__Task brief__. Below are the records; copy out every line that holds the word "SystemClock".

__Items from a data source__.
//! Injectable wall-clock abstraction.
//!
//! Draw detection, scoring, and the timer all read wall-clock time. The
//! engine takes the clock as a parameter so production code uses the system
//! clock while tests inject a fixed instant.

use chrono::{DateTime, Utc};

/// Source of the current wall-clock time.
pub trait Clock {
    /// Returns the current instant.
    fn now(&self) -> DateTime<Utc>;
}

/// Clock backed by the system time.
#[derive(Debug, Clone, Copy, Default)]
pub struct SystemClock;

impl Clock for SystemClock {
    fn now(&self) -> DateTime<Utc> {
        Utc::now()
    }
}

/// Clock frozen at a single instant.
///
/// Used by tests, and by the minimax tier to keep draw evaluation stable
/// across a search.
#[derive(Debug, Clone, Copy, PartialEq, Eq)]
pub struct FixedClock(pub DateTime<Utc>);

impl Clock for FixedClock {
    fn now(&self) -> DateTime<Utc> {
        self.0
    }
}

__Task output__.
pub struct SystemClock;
impl Clock for SystemClock {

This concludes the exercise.